MACARIUS.
“Thou comest not, thou goest
not;
Thou wert not,
wilt not be;
Eternity is but a thought
By which we think
of Thee.”
FABER.
“Werd als ein Kind, werd taub
und blind,
Dein eignes Icht muss werden
nicht:
All Icht, all
Nicht treib ferne nur;
Lass Statt, lass Zeit, auch
Bild lass weit,
Geh ohne Weg den schmalen
Steg,
So kommst du auf
der Wueste Spur.
O Seele mein, aus Gott geh
ein,
Sink als ein Icht in Gottes
Nicht,
Sink in die ungegruendte
Fluth.
Flich ich von Dir, du kommst
zu mir,
Verlass ich mich, so find
ich Dich,
O ueberwesentliches
Gut!”
Mediaeval German Hymn.
“Quid caelo dabimus? quantum est
quo veneat omne?
Impendendus homo est, Deus esse ut possit
in ipso.”
MANILIUS.
PRACTICAL AND DEVOTIONAL MYSTICISM
“We all, with unveiled face reflecting as a mirror the glory of the Lord, are transformed into the same image, from glory to glory.”—2 COR. iii. 18.
The school of Eckhart[257] in the fourteenth century produced the brightest cluster of names in the history of Mysticism.
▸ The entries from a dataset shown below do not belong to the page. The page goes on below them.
//! Failure taxonomy for a migration run.
//!
//! Every failure a run can surface is one of these variants. None of them is
//! retried; all propagate to the caller. Staged-branch teardown is attempted
//! on the way out and its own failures are reported without replacing the
//! original error.

use std::path::PathBuf;

use thiserror::Error;

use crate::projection::Field;

/// Errors from configuration, forge calls, and git subprocesses.
#[derive(Debug, Error)]
pub enum Error {
    /// Invalid or inconsistent settings. Raised at load time; a run with a
    /// configuration error never starts.
    #[error("configuration error: {0}")]
    Config(String),

    /// A forge rejected a read or write call.
    #[error("{provider} API error: {message}")]
    RemoteApi { provider: String, message: String },

    /// Clone, branch creation, or push failed while staging PR branches.
    #[error("branch staging failed: {0}")]
    Staging(String),

    /// `git diff` reported an error.
    #[error("diff generation failed: {0}")]
    DiffGeneration(String),

    /// Diff storage directory vanished after configuration validation.
    #[error("not a directory: {}", .0.display())]
    NotADirectory(PathBuf),

    /// The target provider does not support posting at all.
    #[error("posting is not supported for {0}")]
    Unsupported(&'static str),

    /// A projection reached a writer without a field the operation requires.
    #[error("missing required field: {0}")]
    MissingField(Field),

    #[error(transparent)]
    Io(#[from] std::io::Error),
}

pub type Result<T> = std::result::Result<T, Error>;

impl Error {
    /// Shorthand for API failures, used by the adapters.
    pub fn api(provider: impl Into<String>, message: impl Into<String>) -> Self {
        Self::RemoteApi {
            provider: provider.into(),
            message: message.into(),
        }
    }
}
pub mod companies;
pub mod extraction;

pub use extraction::{EntityExtractor, TokenInfo, BREAKTHROUGH_TEMPLATE_ID};

// Module-level constants
pub const TARGET_ENTITY: &str = "entity";
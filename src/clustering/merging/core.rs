use std::collections::HashMap;
use tracing::debug;

use crate::clustering::types::Cluster;
use crate::TARGET_CLUSTER;

/// Collapses singleton clusters that share a bucket key.
///
/// The first singleton seen for a key becomes the target; later singletons
/// with the same key are absorbed into it. Multi-item clusters and singletons
/// without a key pass through untouched, and list order is preserved apart
/// from the removed clusters. Ids are not renumbered here.
///
/// # Arguments
/// * `clusters` - Clusters to merge in place
/// * `key` - Bucket key for a singleton, `None` to leave it alone
///
/// # Returns
/// * `usize` - Number of clusters absorbed
pub fn merge_singleton_buckets<F>(clusters: &mut Vec<Cluster>, key: F) -> usize
where
    F: Fn(&Cluster) -> Option<String>,
{
    let mut merged: Vec<Cluster> = Vec::with_capacity(clusters.len());
    let mut buckets: HashMap<String, usize> = HashMap::new();
    let mut absorbed = 0;

    for cluster in clusters.drain(..) {
        let bucket = if cluster.is_singleton() {
            key(&cluster)
        } else {
            None
        };

        match bucket {
            Some(k) => match buckets.get(&k) {
                Some(&target) => {
                    debug!(
                        target: TARGET_CLUSTER,
                        "Bucket '{}' absorbs article {}", k, cluster.items[0].id
                    );
                    merged[target].absorb(cluster);
                    absorbed += 1;
                }
                None => {
                    buckets.insert(k, merged.len());
                    merged.push(cluster);
                }
            },
            None => merged.push(cluster),
        }
    }

    *clusters = merged;
    absorbed
}
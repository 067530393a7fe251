use crate::clustering::types::Cluster;

/// Reassigns ids sequentially (`c0`, `c1`, ...) in list order.
///
/// Must run after every structural change before the list is final.
pub fn renumber(clusters: &mut [Cluster]) {
    for (i, cluster) in clusters.iter_mut().enumerate() {
        cluster.id = format!("c{}", i);
    }
}

/// Finds a cluster by id in a finalized list.
pub fn find_cluster<'a>(clusters: &'a [Cluster], id: &str) -> Option<&'a Cluster> {
    clusters.iter().find(|c| c.id == id)
}

#[cfg(test)]
mod tests {
    use super::*;
    use crate::article::Article;
    use crate::entity::EntityExtractor;

    fn clusters(titles: &[&str]) -> Vec<Cluster> {
        let extractor = EntityExtractor::new();
        titles
            .iter()
            .enumerate()
            .map(|(i, t)| Cluster::new(Article::new(&i.to_string(), t), extractor.extract(t)))
            .collect()
    }

    #[test]
    fn test_renumber_is_sequential_and_idempotent() {
        let mut list = clusters(&["first story", "second story", "third story"]);
        renumber(&mut list);
        let once: Vec<String> = list.iter().map(|c| c.id.clone()).collect();
        assert_eq!(once, vec!["c0", "c1", "c2"]);

        renumber(&mut list);
        let twice: Vec<String> = list.iter().map(|c| c.id.clone()).collect();
        assert_eq!(once, twice);
    }

    #[test]
    fn test_find_cluster() {
        let mut list = clusters(&["first story", "second story"]);
        renumber(&mut list);
        assert_eq!(find_cluster(&list, "c1").map(|c| c.first_title()), Some("second story"));
        assert!(find_cluster(&list, "c9").is_none());
    }
}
In Ruysbroek, Suso, Tauler, and the author of the Theologia Germanica we see introspective Mysticism at its best. This must not be understood to mean that they improved upon the philosophical system of Eckhart, or that they are entirely free from the dangerous tendencies which have been found in his works. On the speculative side they added nothing of value, and none of them rivals Eckhart in clearness of intellect. But we find in them an unfaltering conviction that our communion with God must be a fact of experience, and not only a philosophical theory. With the most intense earnestness they set themselves to live through the mysteries of the spiritual life, as the only way to understand and prove them. Suso and Tauler both passed through deep waters; the history of their inner lives is a record of heroic struggle and suffering. The personality of the men is part of their message, a statement which could hardly be made of Dionysius or Erigena, perhaps not of Eckhart himself.
John of Ruysbroek, “doctor ecstaticus,” as the Church allowed him to be called, was born in 1293, and died in 1381. He was prior of the convent of Gruenthal, in the forest of Soignies, where he wrote most of his mystical treatises, under the direct guidance, as he believed, of the Holy Spirit. He was the object of great veneration in the later part of his life. Ruysbroek was not a learned man, or a clear thinker.[258] He knew Dionysius, St. Augustine, and Eckhart, and was no doubt acquainted with some of the other mystical writers; but he does not write like a scholar or a man of letters. He resembles Suso in being more emotional and less speculative than most of the German school.